Contribution to GTI Roundtable "On Higher Education"
An exchange on the essay A Higher Calling for Higher Education

John Robinson

I read Cristina Escrigas’s paper with great interest. I strongly agree with her suggestions that “[u]niversities play a key part in shaping civilization and thus bear a significant intergenerational responsibility” and that “higher education institutions, now mainstays of the prevailing economic system, must become agents of progressive social change.” And while I agree with much of what is proposed in the paper, I would like to suggest an additional ingredient in the recipe for change. This missing piece is the opportunity to turn our campuses into living laboratories of sustainability, or sustainability test-beds, with research and teaching integrally attached to operational activities, and to work with private, public, and NGO partners to be agents of change in the larger world.

Realizing this opportunity in turn requires what to me is the key institutional culture change: integrating academic and operational sustainability on the campus. Put another way, every university I know is active, to a greater or lesser degree, in both sustainability teaching and research, and in operational sustainability, but these two activities are rarely connected in any meaningful way. I note that this paper does not even mention operational sustainability, but focuses only on research and teaching issues, which is a common approach taken by academics at universities.

The opportunity for the integration proposed here comes about because the social contract between the university sector and society at large is shifting. No longer is it enough for universities simply to educate students and do research. Increasingly, they are being called upon to contribute directly to the big challenges faced by the societies in which they exist and which support them financially.

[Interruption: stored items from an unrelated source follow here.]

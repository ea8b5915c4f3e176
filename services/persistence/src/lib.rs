//! Persistence & Cache Service
//!
//! Durable keyed storage for order documents with an in-memory read
//! cache on top. The store is the source of truth; the cache is a
//! derived projection rebuilt once at startup and mutated incrementally
//! by the ingestion pipeline.
//!
//! # Architecture
//!
//! ```text
//!            bootstrap (startup, once)
//!   Postgres ─────────────────────────► OrderCache
//!      ▲                                   ▲  │
//!      │ upsert                       set  │  │ get
//!      │                                   │  ▼
//!   Ingestion pipeline ────────────────────┘  HTTP gateway
//! ```

pub mod cache;
pub mod memory;
pub mod pg;
pub mod recovery;
pub mod store;

// Library version
pub const SERVICE_VERSION: &str = "0.1.0";
//! Order viewer page
//!
//! Server-rendered HTML. Always answers 200: the page hosts the search
//! form whether or not the queried identifier exists, so a miss renders
//! a notice instead of a 404. All interpolated values are escaped.

use axum::{
    extract::{Query, State},
    response::Html,
};
use serde::Deserialize;

use crate::state::AppState;
use types::order::Order;

#[derive(Debug, Deserialize)]
pub struct OrdersQuery {
    #[serde(default)]
    pub id: String,
}

const STYLE: &str = "\
body{font-family:system-ui,-apple-system,Segoe UI,Roboto,Arial,sans-serif;margin:24px}\
.card{max-width:900px;margin:0 auto;border:1px solid #ddd;border-radius:8px;padding:16px}\
.row{display:flex;gap:24px;flex-wrap:wrap}.col{flex:1;min-width:260px}.muted{color:#666;font-size:.9em}\
pre{background:#f7f7f7;padding:12px;overflow:auto;border-radius:6px}\
input[type=text]{width:420px;padding:8px}button{padding:8px 12px;cursor:pointer}";

/// `GET /orders?id=...`
pub async fn orders_page(
    State(state): State<AppState>,
    Query(query): Query<OrdersQuery>,
) -> Html<String> {
    let id = query.id.trim();

    let result = if id.is_empty() {
        String::new()
    } else {
        match state.cache.get(id) {
            Some(payload) => {
                // A cached payload passed validation; anything it lacks
                // beyond the probed structure just renders as defaults.
                let order: Order = serde_json::from_slice(&payload).unwrap_or_default();
                let raw = String::from_utf8_lossy(&payload);
                render_order(&order, &raw)
            }
            None => format!(
                "<hr/><div>Order with id <code>{}</code> not found in cache.</div>",
                escape(id)
            ),
        }
    };

    Html(format!(
        "<!doctype html><html lang=\"en\"><head>\
<meta charset=\"utf-8\"/><meta name=\"viewport\" content=\"width=device-width,initial-scale=1\"/>\
<title>Order Viewer</title>\
<style>{STYLE}</style></head><body><div class=\"card\">\
<h2>Order search</h2>\
<form method=\"GET\" action=\"/orders\">\
  <input name=\"id\" type=\"text\" placeholder=\"order_uid\" value=\"{id}\"/>\
  <button type=\"submit\">Show</button>\
  <span class=\"muted\">example: b563feb7b2b84b6test</span>\
</form>\
{result}\
</div></body></html>",
        id = escape(id),
        result = result,
    ))
}

fn render_order(order: &Order, raw: &str) -> String {
    let items: String = order
        .items
        .iter()
        .map(|item| {
            format!(
                "<li>{} ({}) - {} | status {}</li>",
                escape(&item.name),
                escape(&item.brand),
                item.total_price,
                item.status
            )
        })
        .collect();

    format!(
        "<hr/><h3>Order: <code>{uid}</code></h3>\
<div class=\"row\">\
<div class=\"col\"><h4>Delivery</h4>\
<div class=\"muted\">{name}, {phone}</div>\
<div>{address}, {city} {zip}</div>\
<div>{region}</div>\
<div>{email}</div>\
</div>\
<div class=\"col\"><h4>Payment</h4>\
<div>Provider: {provider}</div>\
<div>Currency: {currency}</div>\
<div>Amount: {amount}</div>\
<div>Delivery cost: {delivery_cost}</div>\
<div>Goods total: {goods_total}</div>\
<div class=\"muted\">Transaction: {transaction}</div>\
</div>\
</div>\
<h4>Items ({count})</h4>\
<ul>{items}</ul>\
<details><summary>Show raw JSON</summary><pre>{raw}</pre></details>",
        uid = escape(&order.order_uid),
        name = escape(&order.delivery.name),
        phone = escape(&order.delivery.phone),
        address = escape(&order.delivery.address),
        city = escape(&order.delivery.city),
        zip = escape(&order.delivery.zip),
        region = escape(&order.delivery.region),
        email = escape(&order.delivery.email),
        provider = escape(&order.payment.provider),
        currency = escape(&order.payment.currency),
        amount = order.payment.amount,
        delivery_cost = order.payment.delivery_cost,
        goods_total = order.payment.goods_total,
        transaction = escape(&order.payment.transaction),
        count = order.items.len(),
        items = items,
        raw = escape(raw),
    )
}

/// Minimal HTML entity escaping for interpolated text.
fn escape(value: &str) -> String {
    let mut out = String::with_capacity(value.len());
    for ch in value.chars() {
        match ch {
            '&' => out.push_str("&amp;"),
            '<' => out.push_str("&lt;"),
            '>' => out.push_str("&gt;"),
            '"' => out.push_str("&quot;"),
            '\'' => out.push_str("&#39;"),
            _ => out.push(ch),
        }
    }
    out
}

Partly as a result of this societal demand, and partly for a number of other reasons (student demand, ethical commitments, potential cost savings), sustainability is a growing priority for universities all over the world. Many are developing strong operational sustainability goals and targets, and are giving increasing emphasis to teaching and research on sustainability issues. Yet few have committed at the executive level to integrating academic and operational sustainability in the context of treating their campus as a living laboratory of sustainable practice, research, and teaching. And it is such living lab approaches that offer the largest potential for universities to play a significant role in the sustainability transition.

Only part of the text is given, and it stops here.